Please find the lines in the following records that hold "credentials", and copy them.

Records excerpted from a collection
────────────────────
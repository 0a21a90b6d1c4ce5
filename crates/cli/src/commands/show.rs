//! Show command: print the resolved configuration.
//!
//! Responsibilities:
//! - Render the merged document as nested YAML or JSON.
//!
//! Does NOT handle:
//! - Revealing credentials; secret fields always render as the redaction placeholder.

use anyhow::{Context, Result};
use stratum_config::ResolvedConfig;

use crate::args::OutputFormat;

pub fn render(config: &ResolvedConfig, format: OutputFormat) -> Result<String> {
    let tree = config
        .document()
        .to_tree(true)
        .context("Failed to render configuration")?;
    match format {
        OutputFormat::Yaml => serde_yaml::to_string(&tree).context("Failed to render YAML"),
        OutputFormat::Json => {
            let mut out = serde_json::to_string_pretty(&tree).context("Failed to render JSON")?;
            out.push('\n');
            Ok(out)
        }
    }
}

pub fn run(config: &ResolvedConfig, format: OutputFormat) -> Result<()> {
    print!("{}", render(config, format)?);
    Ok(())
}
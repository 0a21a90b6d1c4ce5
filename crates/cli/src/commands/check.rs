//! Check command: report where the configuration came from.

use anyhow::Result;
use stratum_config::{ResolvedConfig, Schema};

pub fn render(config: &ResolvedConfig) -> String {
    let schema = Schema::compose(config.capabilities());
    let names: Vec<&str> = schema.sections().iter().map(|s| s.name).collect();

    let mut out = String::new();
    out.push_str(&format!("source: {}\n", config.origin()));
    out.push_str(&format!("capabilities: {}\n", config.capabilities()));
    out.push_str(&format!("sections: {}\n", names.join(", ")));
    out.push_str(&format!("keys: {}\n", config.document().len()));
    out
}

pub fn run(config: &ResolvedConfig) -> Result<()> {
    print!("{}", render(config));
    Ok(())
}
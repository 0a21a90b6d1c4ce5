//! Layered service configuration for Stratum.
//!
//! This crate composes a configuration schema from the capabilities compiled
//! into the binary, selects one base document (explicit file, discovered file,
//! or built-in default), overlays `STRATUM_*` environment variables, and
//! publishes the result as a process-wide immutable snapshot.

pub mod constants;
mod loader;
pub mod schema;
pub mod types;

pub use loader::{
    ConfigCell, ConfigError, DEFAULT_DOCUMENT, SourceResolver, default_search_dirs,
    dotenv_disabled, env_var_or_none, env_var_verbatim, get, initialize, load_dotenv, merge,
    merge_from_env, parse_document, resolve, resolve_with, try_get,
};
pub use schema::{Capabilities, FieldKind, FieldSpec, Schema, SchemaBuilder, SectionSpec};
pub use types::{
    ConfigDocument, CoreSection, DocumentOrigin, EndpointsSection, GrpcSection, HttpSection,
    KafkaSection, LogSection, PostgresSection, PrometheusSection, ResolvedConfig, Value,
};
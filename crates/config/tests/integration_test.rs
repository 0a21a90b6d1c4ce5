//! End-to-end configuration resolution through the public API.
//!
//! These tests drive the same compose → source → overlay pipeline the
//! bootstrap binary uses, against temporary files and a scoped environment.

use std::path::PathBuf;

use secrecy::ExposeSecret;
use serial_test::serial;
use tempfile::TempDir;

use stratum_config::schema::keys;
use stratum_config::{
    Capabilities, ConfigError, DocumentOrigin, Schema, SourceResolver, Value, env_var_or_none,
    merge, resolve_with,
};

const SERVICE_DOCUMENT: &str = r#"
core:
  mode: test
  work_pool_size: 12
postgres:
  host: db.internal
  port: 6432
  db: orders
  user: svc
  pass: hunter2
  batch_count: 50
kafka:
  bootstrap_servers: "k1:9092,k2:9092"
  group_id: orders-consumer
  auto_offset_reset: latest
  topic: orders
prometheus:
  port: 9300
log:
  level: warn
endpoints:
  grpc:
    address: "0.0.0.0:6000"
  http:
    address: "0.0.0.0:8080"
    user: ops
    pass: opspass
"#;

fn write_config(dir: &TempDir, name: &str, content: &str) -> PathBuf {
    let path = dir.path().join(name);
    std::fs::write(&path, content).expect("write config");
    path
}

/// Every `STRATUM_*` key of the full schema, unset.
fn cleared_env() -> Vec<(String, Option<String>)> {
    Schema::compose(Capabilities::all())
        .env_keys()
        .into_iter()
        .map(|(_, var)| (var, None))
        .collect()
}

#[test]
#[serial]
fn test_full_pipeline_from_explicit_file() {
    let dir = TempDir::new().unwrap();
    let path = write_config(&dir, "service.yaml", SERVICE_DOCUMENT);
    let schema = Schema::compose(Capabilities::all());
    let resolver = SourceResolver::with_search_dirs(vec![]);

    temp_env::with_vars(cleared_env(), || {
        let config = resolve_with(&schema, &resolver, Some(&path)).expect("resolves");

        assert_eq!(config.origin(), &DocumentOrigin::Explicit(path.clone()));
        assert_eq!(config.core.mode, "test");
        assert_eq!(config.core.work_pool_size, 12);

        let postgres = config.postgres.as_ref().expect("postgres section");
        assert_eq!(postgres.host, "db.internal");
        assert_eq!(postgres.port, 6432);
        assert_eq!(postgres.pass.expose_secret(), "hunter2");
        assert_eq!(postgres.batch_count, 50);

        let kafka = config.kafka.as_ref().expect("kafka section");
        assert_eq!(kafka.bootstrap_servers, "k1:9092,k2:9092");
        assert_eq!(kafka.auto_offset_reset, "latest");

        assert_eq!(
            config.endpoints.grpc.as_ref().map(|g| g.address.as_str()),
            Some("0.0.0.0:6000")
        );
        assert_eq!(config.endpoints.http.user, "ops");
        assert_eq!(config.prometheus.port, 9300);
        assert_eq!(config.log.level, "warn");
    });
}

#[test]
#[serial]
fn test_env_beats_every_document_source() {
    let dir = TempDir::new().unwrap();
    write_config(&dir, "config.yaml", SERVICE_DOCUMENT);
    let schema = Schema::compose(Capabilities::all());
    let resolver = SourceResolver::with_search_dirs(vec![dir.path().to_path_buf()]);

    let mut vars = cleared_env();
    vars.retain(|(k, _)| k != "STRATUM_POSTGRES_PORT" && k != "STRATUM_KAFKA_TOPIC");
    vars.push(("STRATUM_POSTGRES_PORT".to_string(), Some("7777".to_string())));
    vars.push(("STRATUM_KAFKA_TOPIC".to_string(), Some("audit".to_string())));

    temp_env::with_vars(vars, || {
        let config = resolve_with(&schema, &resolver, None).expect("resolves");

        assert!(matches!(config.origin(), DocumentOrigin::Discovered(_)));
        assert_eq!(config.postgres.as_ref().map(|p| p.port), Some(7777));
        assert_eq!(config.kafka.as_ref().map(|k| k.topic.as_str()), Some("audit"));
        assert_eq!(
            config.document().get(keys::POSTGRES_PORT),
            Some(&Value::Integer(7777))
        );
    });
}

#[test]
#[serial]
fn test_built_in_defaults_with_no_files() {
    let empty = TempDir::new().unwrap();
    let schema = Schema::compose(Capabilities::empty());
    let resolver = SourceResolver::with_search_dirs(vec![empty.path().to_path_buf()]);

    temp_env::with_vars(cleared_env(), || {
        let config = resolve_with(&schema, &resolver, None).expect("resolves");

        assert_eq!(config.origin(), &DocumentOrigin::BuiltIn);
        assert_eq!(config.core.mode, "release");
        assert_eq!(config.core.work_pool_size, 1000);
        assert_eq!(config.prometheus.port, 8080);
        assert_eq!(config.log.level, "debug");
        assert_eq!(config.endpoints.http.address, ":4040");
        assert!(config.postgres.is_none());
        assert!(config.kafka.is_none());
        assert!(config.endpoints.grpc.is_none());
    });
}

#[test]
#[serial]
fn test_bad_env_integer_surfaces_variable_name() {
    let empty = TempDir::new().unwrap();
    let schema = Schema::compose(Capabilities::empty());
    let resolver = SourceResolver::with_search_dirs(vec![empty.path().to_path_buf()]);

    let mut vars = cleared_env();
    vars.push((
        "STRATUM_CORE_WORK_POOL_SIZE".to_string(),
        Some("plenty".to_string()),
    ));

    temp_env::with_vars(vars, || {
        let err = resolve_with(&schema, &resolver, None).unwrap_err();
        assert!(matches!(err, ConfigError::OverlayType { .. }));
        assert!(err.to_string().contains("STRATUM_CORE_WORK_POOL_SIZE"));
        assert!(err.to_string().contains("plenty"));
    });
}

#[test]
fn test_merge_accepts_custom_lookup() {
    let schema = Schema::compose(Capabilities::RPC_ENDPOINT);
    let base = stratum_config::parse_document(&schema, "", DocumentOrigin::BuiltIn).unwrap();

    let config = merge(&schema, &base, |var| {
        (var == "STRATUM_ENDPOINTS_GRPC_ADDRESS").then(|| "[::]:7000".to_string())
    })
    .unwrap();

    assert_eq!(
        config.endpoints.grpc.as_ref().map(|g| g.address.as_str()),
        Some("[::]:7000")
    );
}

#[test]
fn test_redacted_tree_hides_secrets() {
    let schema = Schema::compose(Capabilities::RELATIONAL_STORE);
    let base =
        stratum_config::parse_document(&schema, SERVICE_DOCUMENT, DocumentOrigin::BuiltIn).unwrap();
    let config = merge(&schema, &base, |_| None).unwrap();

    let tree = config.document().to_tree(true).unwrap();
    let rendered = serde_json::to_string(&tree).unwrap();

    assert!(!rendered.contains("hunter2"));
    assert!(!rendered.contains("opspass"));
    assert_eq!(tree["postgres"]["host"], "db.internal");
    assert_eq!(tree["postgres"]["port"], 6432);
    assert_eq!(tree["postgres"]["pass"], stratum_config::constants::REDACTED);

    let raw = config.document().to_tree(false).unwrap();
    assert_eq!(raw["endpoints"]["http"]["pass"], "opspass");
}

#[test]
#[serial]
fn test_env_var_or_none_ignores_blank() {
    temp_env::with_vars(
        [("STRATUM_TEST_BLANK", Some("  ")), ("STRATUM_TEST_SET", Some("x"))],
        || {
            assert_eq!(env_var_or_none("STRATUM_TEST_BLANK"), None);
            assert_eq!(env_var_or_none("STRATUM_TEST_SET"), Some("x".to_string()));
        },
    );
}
────────────────────
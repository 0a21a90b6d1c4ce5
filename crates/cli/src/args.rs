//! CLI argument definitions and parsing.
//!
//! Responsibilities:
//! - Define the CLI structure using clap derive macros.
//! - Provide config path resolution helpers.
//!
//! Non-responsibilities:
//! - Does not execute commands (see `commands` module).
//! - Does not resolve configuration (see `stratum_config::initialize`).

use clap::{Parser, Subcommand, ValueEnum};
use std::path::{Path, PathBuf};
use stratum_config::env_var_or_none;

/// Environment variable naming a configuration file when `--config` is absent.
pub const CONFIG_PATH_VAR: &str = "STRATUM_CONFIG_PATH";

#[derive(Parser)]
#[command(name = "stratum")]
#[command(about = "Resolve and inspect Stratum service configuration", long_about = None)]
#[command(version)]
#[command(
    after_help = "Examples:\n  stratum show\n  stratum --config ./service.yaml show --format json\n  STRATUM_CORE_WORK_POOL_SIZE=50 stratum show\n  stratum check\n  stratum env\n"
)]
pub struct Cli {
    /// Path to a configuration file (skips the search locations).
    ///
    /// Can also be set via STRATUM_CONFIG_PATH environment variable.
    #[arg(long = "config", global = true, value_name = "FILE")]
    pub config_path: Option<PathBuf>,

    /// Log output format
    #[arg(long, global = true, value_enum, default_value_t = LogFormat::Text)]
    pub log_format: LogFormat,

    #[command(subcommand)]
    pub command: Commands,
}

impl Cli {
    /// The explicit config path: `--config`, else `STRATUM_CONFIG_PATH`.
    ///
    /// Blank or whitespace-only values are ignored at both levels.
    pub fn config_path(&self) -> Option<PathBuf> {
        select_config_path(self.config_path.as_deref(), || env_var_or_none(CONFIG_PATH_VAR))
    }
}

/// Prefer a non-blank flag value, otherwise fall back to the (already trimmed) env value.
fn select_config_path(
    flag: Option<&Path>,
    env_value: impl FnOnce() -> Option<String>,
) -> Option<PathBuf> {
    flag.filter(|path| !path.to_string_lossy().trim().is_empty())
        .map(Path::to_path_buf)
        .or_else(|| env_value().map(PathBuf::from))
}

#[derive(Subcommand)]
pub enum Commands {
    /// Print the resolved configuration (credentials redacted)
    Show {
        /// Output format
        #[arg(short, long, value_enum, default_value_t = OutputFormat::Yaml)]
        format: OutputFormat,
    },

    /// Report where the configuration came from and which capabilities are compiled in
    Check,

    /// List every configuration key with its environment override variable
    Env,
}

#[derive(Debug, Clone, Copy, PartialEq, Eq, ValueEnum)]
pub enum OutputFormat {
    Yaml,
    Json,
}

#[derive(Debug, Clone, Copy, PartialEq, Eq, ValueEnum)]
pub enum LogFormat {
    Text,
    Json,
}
────────────────────
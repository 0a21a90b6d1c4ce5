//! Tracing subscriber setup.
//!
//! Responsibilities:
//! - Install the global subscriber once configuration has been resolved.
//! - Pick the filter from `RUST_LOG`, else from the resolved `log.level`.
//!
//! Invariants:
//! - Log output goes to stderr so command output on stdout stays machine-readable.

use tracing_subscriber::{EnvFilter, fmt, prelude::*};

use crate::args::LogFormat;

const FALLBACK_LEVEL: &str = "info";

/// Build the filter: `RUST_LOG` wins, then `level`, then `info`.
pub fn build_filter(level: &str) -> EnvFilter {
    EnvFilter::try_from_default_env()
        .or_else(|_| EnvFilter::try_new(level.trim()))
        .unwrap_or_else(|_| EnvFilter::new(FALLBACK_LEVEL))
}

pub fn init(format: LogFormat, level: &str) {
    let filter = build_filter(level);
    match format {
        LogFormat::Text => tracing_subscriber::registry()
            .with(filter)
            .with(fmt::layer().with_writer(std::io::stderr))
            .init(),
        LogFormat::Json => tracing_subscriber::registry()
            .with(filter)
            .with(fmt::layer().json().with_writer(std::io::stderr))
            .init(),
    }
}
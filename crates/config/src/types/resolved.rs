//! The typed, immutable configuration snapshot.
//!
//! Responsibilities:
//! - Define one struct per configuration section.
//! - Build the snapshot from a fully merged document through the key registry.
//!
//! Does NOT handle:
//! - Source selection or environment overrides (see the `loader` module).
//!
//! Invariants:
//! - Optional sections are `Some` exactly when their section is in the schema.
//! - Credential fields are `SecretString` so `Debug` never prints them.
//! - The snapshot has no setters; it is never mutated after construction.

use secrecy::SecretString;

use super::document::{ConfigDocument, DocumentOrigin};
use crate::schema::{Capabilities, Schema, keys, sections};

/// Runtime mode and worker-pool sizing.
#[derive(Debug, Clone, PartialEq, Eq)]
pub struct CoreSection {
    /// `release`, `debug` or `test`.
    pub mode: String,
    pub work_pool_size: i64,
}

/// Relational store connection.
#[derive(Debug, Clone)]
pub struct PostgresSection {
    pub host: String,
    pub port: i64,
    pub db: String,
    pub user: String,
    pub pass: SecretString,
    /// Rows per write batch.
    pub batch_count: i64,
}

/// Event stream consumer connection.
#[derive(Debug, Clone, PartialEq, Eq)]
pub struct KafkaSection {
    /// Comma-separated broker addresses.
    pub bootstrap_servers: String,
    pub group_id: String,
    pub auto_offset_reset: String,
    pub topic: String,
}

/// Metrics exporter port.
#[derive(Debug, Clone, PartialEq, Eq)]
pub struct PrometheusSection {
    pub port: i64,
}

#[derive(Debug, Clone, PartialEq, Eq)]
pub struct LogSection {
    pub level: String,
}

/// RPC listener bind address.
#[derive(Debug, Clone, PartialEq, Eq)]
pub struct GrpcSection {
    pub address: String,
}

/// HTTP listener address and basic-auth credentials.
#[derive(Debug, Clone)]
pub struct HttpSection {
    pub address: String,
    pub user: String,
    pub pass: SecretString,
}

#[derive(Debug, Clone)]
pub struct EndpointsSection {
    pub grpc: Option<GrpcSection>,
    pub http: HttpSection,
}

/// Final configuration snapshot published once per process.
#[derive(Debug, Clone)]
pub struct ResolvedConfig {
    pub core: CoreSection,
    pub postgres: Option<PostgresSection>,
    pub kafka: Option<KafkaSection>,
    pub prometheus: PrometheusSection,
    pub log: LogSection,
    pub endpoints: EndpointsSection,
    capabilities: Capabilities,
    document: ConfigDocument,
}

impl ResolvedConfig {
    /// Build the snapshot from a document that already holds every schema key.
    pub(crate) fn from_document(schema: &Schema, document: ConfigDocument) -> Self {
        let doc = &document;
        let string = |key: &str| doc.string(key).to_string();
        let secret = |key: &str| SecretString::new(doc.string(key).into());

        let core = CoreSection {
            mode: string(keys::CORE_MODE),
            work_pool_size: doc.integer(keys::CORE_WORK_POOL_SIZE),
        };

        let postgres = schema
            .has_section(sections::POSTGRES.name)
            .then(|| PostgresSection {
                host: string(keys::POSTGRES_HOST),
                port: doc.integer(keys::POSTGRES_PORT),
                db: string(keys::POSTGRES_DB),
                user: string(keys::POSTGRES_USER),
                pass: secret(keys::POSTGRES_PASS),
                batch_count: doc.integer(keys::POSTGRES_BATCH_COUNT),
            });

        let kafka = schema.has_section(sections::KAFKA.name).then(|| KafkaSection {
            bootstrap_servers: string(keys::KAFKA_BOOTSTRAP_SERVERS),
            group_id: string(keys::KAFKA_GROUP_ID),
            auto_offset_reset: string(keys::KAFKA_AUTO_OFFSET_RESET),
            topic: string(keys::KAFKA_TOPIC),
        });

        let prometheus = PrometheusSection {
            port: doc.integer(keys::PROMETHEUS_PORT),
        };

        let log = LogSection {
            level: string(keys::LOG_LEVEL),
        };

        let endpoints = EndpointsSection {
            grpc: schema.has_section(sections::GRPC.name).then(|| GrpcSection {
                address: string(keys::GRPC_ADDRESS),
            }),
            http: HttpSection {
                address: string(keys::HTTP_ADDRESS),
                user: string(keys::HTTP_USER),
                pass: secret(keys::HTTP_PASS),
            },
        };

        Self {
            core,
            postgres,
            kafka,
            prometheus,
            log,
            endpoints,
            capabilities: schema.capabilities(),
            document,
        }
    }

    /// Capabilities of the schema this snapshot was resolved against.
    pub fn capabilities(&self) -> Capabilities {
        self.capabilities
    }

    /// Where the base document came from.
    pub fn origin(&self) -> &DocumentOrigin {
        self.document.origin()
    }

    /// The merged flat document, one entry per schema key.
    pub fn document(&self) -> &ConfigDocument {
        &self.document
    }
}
────────────────────
• **Response below**:
//! - Revealing credentials; secret fields always render as the redaction placeholder.
    /// Print the resolved configuration (credentials redacted)
/// HTTP listener address and basic-auth credentials.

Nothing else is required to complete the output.